■ ASSIGNMENT
Search the data for the string "below", and report each line where it is found.

■ TASK DATA

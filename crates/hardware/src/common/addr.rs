//! Physical and Virtual Address types.
//!
//! This module defines strong types for physical and virtual addresses so that the
//! MMU-fault bridge cannot hand a guest-virtual address to the translation cache as if
//! it were already physical. It provides the following:
//! 1. **Type Safety:** Distinguishes between virtual and physical address spaces at compile time.
//! 2. **Page Arithmetic:** Page number and page offset extraction for TLB installation.

use std::fmt;

use super::constants::{PAGE_OFFSET_MASK, PAGE_SHIFT};

/// A guest-virtual address, as seen by the instruction that faulted.
#[derive(Clone, Copy, Debug, PartialEq, Eq, PartialOrd, Ord, Hash)]
pub struct VirtAddr(pub u64);

/// A guest-physical address, as produced by a successful page-table walk.
#[derive(Clone, Copy, Debug, PartialEq, Eq, PartialOrd, Ord, Hash)]
pub struct PhysAddr(pub u64);

impl VirtAddr {
    /// Creates a new virtual address from a raw 64-bit value.
    #[inline(always)]
    pub const fn new(addr: u64) -> Self {
        Self(addr)
    }

    /// Returns the raw 64-bit address value.
    #[inline(always)]
    pub const fn val(&self) -> u64 {
        self.0
    }

    /// Returns the virtual page number (address without the page offset).
    pub const fn page_number(&self) -> u64 {
        self.0 >> PAGE_SHIFT
    }

    /// Extracts the byte offset within the 4KB page.
    pub const fn page_offset(&self) -> u64 {
        self.0 & PAGE_OFFSET_MASK
    }
}

impl PhysAddr {
    /// Creates a new physical address from a raw 64-bit value.
    #[inline(always)]
    pub const fn new(addr: u64) -> Self {
        Self(addr)
    }

    /// Returns the raw 64-bit address value.
    #[inline(always)]
    pub const fn val(&self) -> u64 {
        self.0
    }

    /// Returns the physical page number.
    pub const fn page_number(&self) -> u64 {
        self.0 >> PAGE_SHIFT
    }
}

impl fmt::Display for VirtAddr {
    fn fmt(&self, f: &mut fmt::Formatter<'_>) -> fmt::Result {
        write!(f, "va:{:#x}", self.0)
    }
}

impl fmt::Display for PhysAddr {
    fn fmt(&self, f: &mut fmt::Formatter<'_>) -> fmt::Result {
        write!(f, "pa:{:#x}", self.0)
    }
}
//! Trap Raising and Privilege Transitions.
//!
//! This module implements how the hart leaves the instruction it is executing. It performs
//! the following:
//! 1. **Exception Raising:** Records the cause (and bad address) and produces the
//!    [`Unwind`] signal the dispatch loop catches.
//! 2. **State Restoration:** Reconciles partially executed translated blocks before unwinding.
//! 3. **Privilege Switching:** Validates and commits privilege changes, flushing translations.
//! 4. **Return Handling:** Implements `SRET` and `MRET` for returning from trap handlers.
//!
//! Vectoring into `stvec`/`mtvec` (and the `medeleg` decision) belongs to the dispatch
//! loop, which consumes [`Cpu::take_exception`] after catching the unwind.

use tracing::{debug, trace};

use super::Cpu;
use crate::common::constants::ALIGN4_MASK;
use crate::common::{CpuResult, Unwind};
use crate::core::arch::csr;
use crate::core::arch::field;
use crate::core::arch::mode::PrivilegeMode;
use crate::isa::privileged::cause::Exception;

impl Cpu {
    /// Records `cause` as pending and returns the signal that unwinds to the dispatch loop.
    ///
    /// Callers return the signal immediately: `return Err(self.raise(cause));`.
    pub fn raise(&mut self, cause: Exception) -> Unwind {
        trace!(hart = self.hart_id, %cause, pc = format_args!("{:#x}", self.pc), "raise");
        self.exception_index = Some(cause);
        Unwind::Exception(cause)
    }

    /// Records `cause` and the faulting address `badaddr`, then unwinds.
    pub fn raise_with_badaddr(&mut self, cause: Exception, badaddr: u64) -> Unwind {
        self.badaddr = badaddr;
        self.raise(cause)
    }

    /// Raises `cause` from inside translated code at guest address `pc`.
    ///
    /// The platform first reconciles architectural registers to the instruction at `pc`
    /// so that nothing the block executed after it survives the unwind.
    pub fn raise_at(&mut self, cause: Exception, pc: u64) -> Unwind {
        if let Some(restored) = self.platform.restore_state(pc) {
            self.pc = restored;
        }
        self.raise(cause)
    }

    /// Stops the hart for the debugger.
    pub fn raise_debug(&mut self) -> Unwind {
        self.raise(Exception::Debug)
    }

    /// Parks the hart until an interrupt is pending (`wfi`).
    ///
    /// The dispatch loop resumes the hart with [`Cpu::resume_from_wfi`].
    pub fn wait_for_interrupt(&mut self) -> Unwind {
        self.wfi = true;
        self.raise(Exception::WaitForInterrupt)
    }

    /// Clears the wait-for-interrupt state once an interrupt is delivered.
    pub const fn resume_from_wfi(&mut self) {
        self.wfi = false;
    }

    /// Drops every cached translation of this hart.
    pub fn flush_translation_cache(&mut self) {
        trace!(hart = self.hart_id, "translation cache flush");
        self.platform.flush_tlb();
    }

    /// `fence.i`: drops cached translations and translated blocks.
    pub fn fence_i(&mut self) {
        self.flush_translation_cache();
        self.platform.flush_block_cache();
    }

    /// Switches the hart to privilege level `level` (raw encoding).
    ///
    /// The legacy hypervisor level becomes User. Cached translations are flushed on every
    /// switch because their permission checks depend on the privilege they were made at.
    ///
    /// # Errors
    ///
    /// Unwinds fatally when `level` is above Machine.
    pub fn set_privilege(&mut self, level: u64) -> CpuResult<()> {
        let privilege = PrivilegeMode::from_raw(level)?;
        self.flush_translation_cache();
        debug!(
            hart = self.hart_id,
            from = %self.privilege,
            to = %privilege,
            "privilege change"
        );
        self.privilege = privilege;
        Ok(())
    }

    /// Executes `sret` and returns the PC to resume at.
    ///
    /// # Errors
    ///
    /// Raises illegal-instruction below Supervisor mode and
    /// instruction-address-misaligned when `sepc` is not 4-byte aligned. Neither
    /// changes any state besides the recorded cause.
    pub fn return_from_supervisor_trap(&mut self) -> CpuResult<u64> {
        if self.privilege < PrivilegeMode::Supervisor {
            return Err(self.raise(Exception::IllegalInstruction));
        }

        let target = self.csrs.sepc;
        if target & ALIGN4_MASK != 0 {
            return Err(self.raise(Exception::InstructionAddressMisaligned));
        }

        let mstatus = self.csrs.mstatus;
        let previous = field::get(mstatus, csr::MSTATUS_SPP);
        let mstatus = field::set(
            mstatus,
            csr::MSTATUS_UIE << previous,
            field::get(mstatus, csr::MSTATUS_SPIE),
        );
        let mstatus = field::set(mstatus, csr::MSTATUS_SPIE, 0);
        let mstatus = field::set(mstatus, csr::MSTATUS_SPP, PrivilegeMode::User as u64);

        self.set_privilege(previous)?;
        self.commit_mstatus(mstatus);
        Ok(target & self.xlen.mask())
    }

    /// Executes `mret` and returns the PC to resume at.
    ///
    /// Unlike `sret`, the return address is not checked for alignment.
    ///
    /// # Errors
    ///
    /// Raises illegal-instruction below Machine mode.
    pub fn return_from_machine_trap(&mut self) -> CpuResult<u64> {
        if self.privilege < PrivilegeMode::Machine {
            return Err(self.raise(Exception::IllegalInstruction));
        }

        let target = self.csrs.mepc;
        let mstatus = self.csrs.mstatus;
        let previous = field::get(mstatus, csr::MSTATUS_MPP);
        let mstatus = field::set(
            mstatus,
            csr::MSTATUS_UIE << previous,
            field::get(mstatus, csr::MSTATUS_MPIE),
        );
        let mstatus = field::set(mstatus, csr::MSTATUS_MPIE, 0);
        let mstatus = field::set(mstatus, csr::MSTATUS_MPP, PrivilegeMode::User as u64);

        self.set_privilege(previous)?;
        self.commit_mstatus(mstatus);
        Ok(target & self.xlen.mask())
    }
}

■ ANSWER SECTION
    /// Raises illegal-instruction below Supervisor mode and
    /// Raises illegal-instruction below Machine mode.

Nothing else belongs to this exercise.